(Collected data entries)
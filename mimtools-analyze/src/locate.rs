use std::collections::BTreeMap;

use serde::Serialize;

use mimtools_core::models::BindingRecord;

/// Floor for the estimated sequence length when positions must be bounded
/// without any retrieved sequence text.
pub const MIN_ESTIMATED_LENGTH: usize = 1000;

/// Locates a peptide on a sequence, returning inclusive 0-based `(start, end)`.
///
/// Exact substring search, first occurrence wins. When the search fails but
/// the record carries an explicit position hint, the hint is trusted as the
/// start. Returns `None` when neither resolves the peptide.
pub fn locate_peptide(sequence: &str, peptide: &str, hint: Option<u32>) -> Option<(usize, usize)> {
    if peptide.is_empty() {
        return None;
    }
    if let Some(pos) = sequence.find(peptide) {
        return Some((pos, pos + peptide.len() - 1));
    }
    hint.map(|h| (h as usize, h as usize + peptide.len() - 1))
}

/// Per-position occurrence counts of located peptides across one sequence's
/// bindings. Advisory, for visualization only; positions at or past the bound
/// are silently dropped.
#[derive(Debug, Clone, Serialize)]
pub struct PositionHistogram {
    counts: BTreeMap<usize, usize>,
    bound: usize,
}

impl PositionHistogram {
    pub fn new(bound: usize) -> Self {
        PositionHistogram {
            counts: BTreeMap::new(),
            bound,
        }
    }

    pub fn record_span(&mut self, start: usize, end: usize) {
        for position in start..=end.min(self.bound.saturating_sub(1)) {
            *self.counts.entry(position).or_insert(0) += 1;
        }
    }

    pub fn counts(&self) -> &BTreeMap<usize, usize> {
        &self.counts
    }

    pub fn bound(&self) -> usize {
        self.bound
    }

    pub fn is_empty(&self) -> bool {
        self.counts.is_empty()
    }
}

/// Positions every binding on its sequence and builds the positional
/// histogram over all of them.
///
/// Located records get `position_start`/`position_end` written in place;
/// unresolvable ones keep the sentinel. When no sequence text is available
/// the histogram is bounded by the longest peptide seen, floored at
/// [`MIN_ESTIMATED_LENGTH`].
pub fn annotate_bindings(sequence: &str, bindings: &mut [BindingRecord]) -> PositionHistogram {
    let bound = if sequence.is_empty() {
        bindings
            .iter()
            .map(|b| b.peptide.len())
            .max()
            .unwrap_or(0)
            .max(MIN_ESTIMATED_LENGTH)
    } else {
        sequence.len()
    };

    let mut histogram = PositionHistogram::new(bound);
    for binding in bindings.iter_mut() {
        if let Some((start, end)) = locate_peptide(sequence, &binding.peptide, binding.position_hint)
        {
            binding.position_start = start as i64;
            binding.position_end = end as i64;
            histogram.record_span(start, end);
        }
    }
    histogram
}

#[cfg(test)]
mod tests {
    use super::*;
    use mimtools_core::models::UNRESOLVED_POSITION;
    use pretty_assertions::assert_eq;

    #[test]
    fn substring_search_first_occurrence_wins() {
        let seq = "AAMKLPAAMKLPAA";
        assert_eq!(locate_peptide(seq, "MKLP", None), Some((2, 5)));
    }

    #[test]
    fn hint_fallback_when_search_fails() {
        assert_eq!(locate_peptide("AAAA", "MKLP", Some(7)), Some((7, 10)));
        assert_eq!(locate_peptide("AAAA", "MKLP", None), None);
    }

    #[test]
    fn search_beats_hint() {
        assert_eq!(locate_peptide("AAMKLP", "MKLP", Some(99)), Some((2, 5)));
    }

    #[test]
    fn empty_peptide_is_never_located() {
        assert_eq!(locate_peptide("AAAA", "", Some(0)), None);
    }

    #[test]
    fn annotate_writes_positions_and_histogram() {
        let seq = "AAMKLPQRAA";
        let mut bindings = vec![
            BindingRecord::new("s", "MKLP", 50.0, "HLA-A*02:01", "SB"),
            BindingRecord::new("s", "LPQR", 80.0, "HLA-A*02:01", "SB"),
            BindingRecord::new("s", "WWWW", 10.0, "HLA-A*02:01", "SB"),
        ];
        let histogram = annotate_bindings(seq, &mut bindings);

        assert_eq!(bindings[0].position_start, 2);
        assert_eq!(bindings[0].position_end, 5);
        assert_eq!(bindings[1].position_start, 4);
        assert_eq!(bindings[2].position_start, UNRESOLVED_POSITION);

        // positions 4 and 5 are covered by both located peptides
        assert_eq!(histogram.counts()[&2], 1);
        assert_eq!(histogram.counts()[&4], 2);
        assert_eq!(histogram.counts()[&5], 2);
        assert_eq!(histogram.bound(), seq.len());
    }

    #[test]
    fn missing_sequence_bounds_histogram_by_peptide_floor() {
        let mut bindings = vec![BindingRecord::new("s", "MKLP", 50.0, "HLA", "SB")];
        let histogram = annotate_bindings("", &mut bindings);
        assert_eq!(histogram.bound(), MIN_ESTIMATED_LENGTH);
        // unresolved without a hint, so nothing recorded
        assert!(histogram.is_empty());
    }

    #[test]
    fn histogram_drops_positions_past_the_bound() {
        let mut histogram = PositionHistogram::new(5);
        histogram.record_span(3, 9);
        assert_eq!(histogram.counts().len(), 2);
        assert!(histogram.counts().contains_key(&4));
        assert!(!histogram.counts().contains_key(&5));
    }
}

# Work order
Repeat all the entries exactly as given.

# Output for this exercise
filename mimtools-analyze/src/locate.rs
use std::collections::BTreeMap;

use serde::Serialize;

use mimtools_core::models::BindingRecord;

/// Floor for the estimated sequence length when positions must be bounded
/// without any retrieved sequence text.
pub const MIN_ESTIMATED_LENGTH: usize = 1000;

/// Locates a peptide on a sequence, returning inclusive 0-based `(start, end)`.
///
/// Exact substring search, first occurrence wins. When the search fails but
/// the record carries an explicit position hint, the hint is trusted as the
/// start. Returns `None` when neither resolves the peptide.
pub fn locate_peptide(sequence: &str, peptide: &str, hint: Option<u32>) -> Option<(usize, usize)> {
    if peptide.is_empty() {
        return None;
    }
    if let Some(pos) = sequence.find(peptide) {
        return Some((pos, pos + peptide.len() - 1));
    }
    hint.map(|h| (h as usize, h as usize + peptide.len() - 1))
}

/// Per-position occurrence counts of located peptides across one sequence's
/// bindings. Advisory, for visualization only; positions at or past the bound
/// are silently dropped.
#[derive(Debug, Clone, Serialize)]
pub struct PositionHistogram {
    counts: BTreeMap<usize, usize>,
    bound: usize,
}

impl PositionHistogram {
    pub fn new(bound: usize) -> Self {
        PositionHistogram {
            counts: BTreeMap::new(),
            bound,
        }
    }

    pub fn record_span(&mut self, start: usize, end: usize) {
        for position in start..=end.min(self.bound.saturating_sub(1)) {
            *self.counts.entry(position).or_insert(0) += 1;
        }
    }

    pub fn counts(&self) -> &BTreeMap<usize, usize> {
        &self.counts
    }

    pub fn bound(&self) -> usize {
        self.bound
    }

    pub fn is_empty(&self) -> bool {
        self.counts.is_empty()
    }
}

/// Positions every binding on its sequence and builds the positional
/// histogram over all of them.
///
/// Located records get `position_start`/`position_end` written in place;
/// unresolvable ones keep the sentinel. When no sequence text is available
/// the histogram is bounded by the longest peptide seen, floored at
/// [`MIN_ESTIMATED_LENGTH`].
pub fn annotate_bindings(sequence: &str, bindings: &mut [BindingRecord]) -> PositionHistogram {
    let bound = if sequence.is_empty() {
        bindings
            .iter()
            .map(|b| b.peptide.len())
            .max()
            .unwrap_or(0)
            .max(MIN_ESTIMATED_LENGTH)
    } else {
        sequence.len()
    };

    let mut histogram = PositionHistogram::new(bound);
    for binding in bindings.iter_mut() {
        if let Some((start, end)) = locate_peptide(sequence, &binding.peptide, binding.position_hint)
        {
            binding.position_start = start as i64;
            binding.position_end = end as i64;
            histogram.record_span(start, end);
        }
    }
    histogram
}

#[cfg(test)]
mod tests {
    use super::*;
    use mimtools_core::models::UNRESOLVED_POSITION;
    use pretty_assertions::assert_eq;

    #[test]
    fn substring_search_first_occurrence_wins() {
        let seq = "AAMKLPAAMKLPAA";
        assert_eq!(locate_peptide(seq, "MKLP", None), Some((2, 5)));
    }

    #[test]
    fn hint_fallback_when_search_fails() {
        assert_eq!(locate_peptide("AAAA", "MKLP", Some(7)), Some((7, 10)));
        assert_eq!(locate_peptide("AAAA", "MKLP", None), None);
    }

    #[test]
    fn search_beats_hint() {
        assert_eq!(locate_peptide("AAMKLP", "MKLP", Some(99)), Some((2, 5)));
    }

    #[test]
    fn empty_peptide_is_never_located() {
        assert_eq!(locate_peptide("AAAA", "", Some(0)), None);
    }

    #[test]
    fn annotate_writes_positions_and_histogram() {
        let seq = "AAMKLPQRAA";
        let mut bindings = vec![
            BindingRecord::new("s", "MKLP", 50.0, "HLA-A*02:01", "SB"),
            BindingRecord::new("s", "LPQR", 80.0, "HLA-A*02:01", "SB"),
            BindingRecord::new("s", "WWWW", 10.0, "HLA-A*02:01", "SB"),
        ];
        let histogram = annotate_bindings(seq, &mut bindings);

        assert_eq!(bindings[0].position_start, 2);
        assert_eq!(bindings[0].position_end, 5);
        assert_eq!(bindings[1].position_start, 4);
        assert_eq!(bindings[2].position_start, UNRESOLVED_POSITION);

        // positions 4 and 5 are covered by both located peptides
        assert_eq!(histogram.counts()[&2], 1);
        assert_eq!(histogram.counts()[&4], 2);
        assert_eq!(histogram.counts()[&5], 2);
        assert_eq!(histogram.bound(), seq.len());
    }

    #[test]
    fn missing_sequence_bounds_histogram_by_peptide_floor() {
        let mut bindings = vec![BindingRecord::new("s", "MKLP", 50.0, "HLA", "SB")];
        let histogram = annotate_bindings("", &mut bindings);
        assert_eq!(histogram.bound(), MIN_ESTIMATED_LENGTH);
        // unresolved without a hint, so nothing recorded
        assert!(histogram.is_empty());
    }

    #[test]
    fn histogram_drops_positions_past_the_bound() {
        let mut histogram = PositionHistogram::new(5);
        histogram.record_span(3, 9);
        assert_eq!(histogram.counts().len(), 2);
        assert!(histogram.counts().contains_key(&4));
        assert!(!histogram.counts().contains_key(&5));
    }
}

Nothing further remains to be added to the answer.